When I first came to Canada in the mid-1980s the Woodward’s Food Floor saved my life. It was literally the only place in Vancouver that sold jars of vegemite. And I certainly wasn’t the only one. Lots of other immigrants and travellers were able to find things from home, everything from Scandinavian rye crackers to saffron and matzo to rattlesnake meat imported from Florida.

Woodward’s postcard ca.1953. Courtesy Margaret Cadwaladr
Food Floor:

Margaret Cadwaladr kindly sent me her new memoir, Food Floor: My Woodward’s Days, a nostalgic walk through the area, filled with black and white and colour photos.

Margaret started work at the downtown Woodward’s store in 1967, but her relationship with the store, like many locals, started way before that.
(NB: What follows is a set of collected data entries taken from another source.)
//! POSIX shell quoting helpers.
//!
//! Commands written into recipes are executed by `/bin/sh`. Words that
//! contain characters outside a conservative safe set are wrapped in single
//! quotes; embedded single quotes are closed, emitted inside double quotes,
//! and reopened.

use crate::safe_str::{SafeStr, concat_all, join};
use thiserror::Error;

/// Errors raised while splitting a command string into words.
#[derive(Debug, Error, PartialEq, Eq)]
pub enum ShellError {
    /// The command has an unterminated quote or trailing escape.
    #[error("unable to split shell command: {0}")]
    Unbalanced(String),
}

fn is_safe(c: char) -> bool {
    c.is_alphanumeric() || "_@%+:,./-".contains(c)
}

/// Escape `s` so it can be placed inside single quotes.
///
/// Returns the escaped text and whether quoting is required.
#[must_use]
pub fn escape(s: &str) -> (String, bool) {
    if s.is_empty() {
        return (String::new(), true);
    }
    if s.chars().all(is_safe) {
        return (s.to_owned(), false);
    }
    (s.replace('\'', r#"'"'"'"#), true)
}

/// Wrap already-escaped text in single quotes.
#[must_use]
pub fn quote_escaped(s: &str) -> String {
    format!("'{s}'")
}

/// Quote `s` as a single shell word, returning whether quoting was applied.
#[must_use]
pub fn quote_info(s: &str) -> (String, bool) {
    let (escaped, needs_quote) = escape(s);
    if needs_quote {
        (quote_escaped(&escaped), true)
    } else {
        (escaped, false)
    }
}

/// Quote `s` as a single shell word.
#[must_use]
pub fn quote(s: &str) -> String {
    quote_info(s).0
}

/// Split a command string into words using POSIX rules.
///
/// # Errors
///
/// Returns [`ShellError::Unbalanced`] if the string has unterminated quotes.
pub fn split(s: &str) -> Result<Vec<String>, ShellError> {
    shlex::split(s).ok_or_else(|| ShellError::Unbalanced(s.to_owned()))
}

/// A single recipe command.
#[derive(Debug, Clone, PartialEq, Eq)]
pub enum CommandLine {
    /// A list of words; each word is quoted individually.
    Args(Vec<SafeStr>),
    /// A command string passed through to the shell without quoting.
    Raw(SafeStr),
}

impl CommandLine {
    /// Build a command from string words.
    #[must_use]
    pub fn args<I, S>(words: I) -> Self
    where
        I: IntoIterator<Item = S>,
        S: Into<SafeStr>,
    {
        Self::Args(words.into_iter().map(Into::into).collect())
    }

    /// Build an unquoted command string.
    #[must_use]
    pub fn raw(s: impl Into<SafeStr>) -> Self {
        Self::Raw(s.into())
    }
}

/// Prefix words that set environment variables for a single command.
#[must_use]
pub fn local_env<'a>(env: impl IntoIterator<Item = (&'a str, &'a SafeStr)>) -> Vec<SafeStr> {
    env.into_iter()
        .map(|(name, value)| {
            concat_all([SafeStr::shell_literal(format!("{name}=")), value.clone()])
        })
        .collect()
}

/// Lines that export environment variables for the rest of a recipe.
#[must_use]
pub fn global_env<'a>(env: impl IntoIterator<Item = (&'a str, &'a SafeStr)>) -> Vec<CommandLine> {
    env.into_iter()
        .map(|(name, value)| {
            CommandLine::Args(vec![
                SafeStr::shell_literal("export"),
                concat_all([SafeStr::shell_literal(format!("{name}=")), value.clone()]),
            ])
        })
        .collect()
}

/// Join several commands into one shell line separated by `&&`.
///
/// Argument lists are flattened with single spaces between words; raw
/// commands are embedded as-is.
#[must_use]
pub fn join_lines(lines: &[CommandLine]) -> CommandLine {
    let mut words = Vec::new();
    for (i, line) in lines.iter().enumerate() {
        if i > 0 {
            words.push(SafeStr::shell_literal("&&"));
        }
        match line {
            CommandLine::Args(args) => words.extend(args.iter().cloned()),
            CommandLine::Raw(raw) => words.push(unquoted(raw)),
        }
    }
    CommandLine::Args(words)
}

/// Mark every text fragment of `value` as exempt from shell quoting.
///
/// Paths keep their own handling so they still resolve through the
/// backend's root table.
#[must_use]
pub fn unquoted(value: &SafeStr) -> SafeStr {
    match value {
        SafeStr::Text(s) => SafeStr::ShellLiteral(s.clone()),
        SafeStr::Concat(parts) => concat_all(parts.iter().map(unquoted)),
        other => other.clone(),
    }
}

/// Render a command line as a single value with space-separated words.
#[must_use]
pub fn flatten(line: &CommandLine) -> SafeStr {
    match line {
        CommandLine::Args(args) => join(args.iter().cloned(), " "),
        CommandLine::Raw(raw) => unquoted(raw),
    }
}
A brill trolleybus in front of Woodward’s in 1968. Steve Scalzo photo, courtesy Margaret Cadwaladr

“I had known Woodward’s all my life. I remember, as a child, taking the tram down Main Street with my grandfather. We would visit the hardware department then go down the wide steps to the grocery department and order cases of Carnation condensed milk, grapefruit juice and tins of food for Muggins the cat,” She writes: “The next day the blue Woodward’s truck would deliver the order.”

Test Kitchen:

There was Bea Wright’s test kitchen that dished out advice and recipes, elevator operators a small café, a book shop and $1.49 day. Employees got to take their breaks on the roof with views of the North Shore mountains and harbour.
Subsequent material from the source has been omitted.